__Work to be completed__: Each line of the data below that carries the word "into" needs to be copied.

__Provided data__:
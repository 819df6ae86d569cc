/// Implements [`FormRecord`](crate::FormRecord) for a type, optionally with
/// per-field metadata.
///
/// Field names are the names serde uses for the fields. Fields not listed
/// travel under their own name.
///
/// # Examples
///
/// ```rust
/// use serde::{Deserialize, Serialize};
/// use serde_form::{form_record, to_string, FieldAttributes};
///
/// #[derive(Serialize, Deserialize, Default)]
/// struct Plain { id: u32 }
///
/// form_record!(Plain);
///
/// #[derive(Serialize, Deserialize, Default)]
/// struct Signup {
///     name: String,
///     email: String,
///     password: String,
/// }
///
/// form_record!(Signup {
///     "email" => FieldAttributes::renamed("emailAddress"),
///     "password" => FieldAttributes::ignored(),
/// });
///
/// let signup = Signup {
///     name: "John".into(),
///     email: "john@example.com".into(),
///     password: "hunter2".into(),
/// };
/// assert_eq!(to_string(&signup).unwrap(), "name=John&emailAddress=john%40example.com");
/// ```
#[macro_export]
macro_rules! form_record {
    ($ty:ty { $($field:literal => $attributes:expr),* $(,)? }) => {
        impl $crate::FormRecord for $ty {
            fn field_attributes(field: &str) -> $crate::FieldAttributes {
                match field {
                    $($field => $attributes,)*
                    _ => $crate::FieldAttributes::default(),
                }
            }
        }
    };

    ($ty:ty) => {
        impl $crate::FormRecord for $ty {}
    };
}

__Written solution__:
///     name: "John".into(),
///     email: "john@example.com".into(),
///     password: "hunter2".into(),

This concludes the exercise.